**ABOUT THIS TASK:** The answer must consist of every line below that holds the word "unwrap".

Stored data entries:
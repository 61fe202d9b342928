//! Wire types for the two generation services.
//!
//! Serde-serializable to JSON for HTTP calls. Internal types stay Rust-native.

use serde::{Deserialize, Serialize};

/// Resolve model aliases to full Anthropic model IDs.
pub fn resolve_model(alias: &str) -> &str {
    match alias {
        "opus" => "claude-opus-4-20250514",
        "sonnet" => "claude-sonnet-4-5-20250514",
        "haiku" => "claude-haiku-4-5-20251001",
        _ => alias, // pass through full model IDs
    }
}

// ── Anthropic Messages API ──

/// Request body for the Anthropic Messages API.
#[derive(Debug, Serialize)]
pub struct MessagesRequest {
    pub model: String,
    pub max_tokens: u32,
    pub messages: Vec<Message>,
    #[serde(skip_serializing_if = "Option::is_none")]
    pub system: Option<String>,
    #[serde(skip_serializing_if = "Option::is_none")]
    pub temperature: Option<f32>,
}

/// A single message in the conversation.
#[derive(Debug, Clone, Serialize, Deserialize)]
pub struct Message {
    pub role: String,
    pub content: String,
}

impl Message {
    pub fn user(content: impl Into<String>) -> Self {
        Self {
            role: "user".into(),
            content: content.into(),
        }
    }
}

/// Response from the Anthropic Messages API.
#[derive(Debug, Deserialize)]
pub struct MessagesResponse {
    pub id: String,
    pub model: String,
    pub content: Vec<ContentBlock>,
    pub stop_reason: Option<String>,
    pub usage: Usage,
}

/// A content block in the response.
#[derive(Debug, Deserialize)]
pub struct ContentBlock {
    #[serde(rename = "type")]
    pub content_type: String,
    pub text: Option<String>,
}

/// Token usage from the API response.
#[derive(Debug, Deserialize)]
pub struct Usage {
    pub input_tokens: u32,
    pub output_tokens: u32,
}

impl MessagesResponse {
    /// Extract the text content from the first text block, if any.
    pub fn text(&self) -> Option<&str> {
        self.content
            .iter()
            .find(|b| b.content_type == "text")
            .and_then(|b| b.text.as_deref())
    }
}

// ── Ollama generate API ──

/// Request body for Ollama's `/api/generate`.
#[derive(Debug, Serialize)]
pub struct GenerateRequest {
    pub model: String,
    pub prompt: String,
    pub stream: bool,
    pub options: GenerateOptions,
}

#[derive(Debug, Serialize)]
pub struct GenerateOptions {
    pub temperature: f32,
    #[serde(skip_serializing_if = "Option::is_none")]
    pub num_predict: Option<u32>,
}

/// Non-streaming response from `/api/generate`. Only the fields we read.
#[derive(Debug, Deserialize)]
pub struct GenerateResponse {
    #[serde(default)]
    pub model: String,
    #[serde(default)]
    pub response: String,
    #[serde(default)]
    pub done: bool,
}

#[cfg(test)]
mod tests {
    use super::*;

    #[test]
    fn resolve_model_aliases() {
        assert_eq!(resolve_model("opus"), "claude-opus-4-20250514");
        assert_eq!(resolve_model("sonnet"), "claude-sonnet-4-5-20250514");
        assert_eq!(resolve_model("haiku"), "claude-haiku-4-5-20251001");
        assert_eq!(resolve_model("llama3"), "llama3");
    }

    #[test]
    fn messages_request_skips_empty_fields() {
        let req = MessagesRequest {
            model: "claude-opus-4-20250514".into(),
            max_tokens: 4096,
            messages: vec![Message::user("Fix this")],
            system: None,
            temperature: None,
        };

        let json = serde_json::to_string(&req).unwrap();
        assert!(json.contains("\"model\":\"claude-opus-4-20250514\""));
        assert!(json.contains("\"role\":\"user\""));
        assert!(!json.contains("system"));
        assert!(!json.contains("temperature"));
    }

    #[test]
    fn messages_response_text() {
        let json = r#"{
            "id": "msg_123",
            "model": "claude-opus-4-20250514",
            "content": [
                {"type": "text", "text": "```python\nprint(1)\n```"}
            ],
            "stop_reason": "end_turn",
            "usage": {"input_tokens": 10, "output_tokens": 5}
        }"#;

        let resp: MessagesResponse = serde_json::from_str(json).unwrap();
        assert_eq!(resp.text(), Some("```python\nprint(1)\n```"));
        assert_eq!(resp.usage.output_tokens, 5);
    }

    #[test]
    fn generate_request_shape() {
        let req = GenerateRequest {
            model: "llama3".into(),
            prompt: "hi".into(),
            stream: false,
            options: GenerateOptions {
                temperature: 0.2,
                num_predict: None,
            },
        };
        let json = serde_json::to_value(&req).unwrap();
        assert_eq!(json["model"], "llama3");
        assert_eq!(json["stream"], false);
        assert!(json["options"].get("num_predict").is_none());
        let temp = json["options"]["temperature"].as_f64().unwrap();
        assert!((temp - 0.2).abs() < 0.001);
    }

    #[test]
    fn generate_response_tolerates_missing_fields() {
        let resp: GenerateResponse = serde_json::from_str(r#"{"response": "x = 1"}"#).unwrap();
        assert_eq!(resp.response, "x = 1");
        assert!(!resp.done);
    }
}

**COMPLETED TASK:**
        let json = serde_json::to_string(&req).unwrap();
        let resp: MessagesResponse = serde_json::from_str(json).unwrap();
        let json = serde_json::to_value(&req).unwrap();
        let temp = json["options"]["temperature"].as_f64().unwrap();
        let resp: GenerateResponse = serde_json::from_str(r#"{"response": "x = 1"}"#).unwrap();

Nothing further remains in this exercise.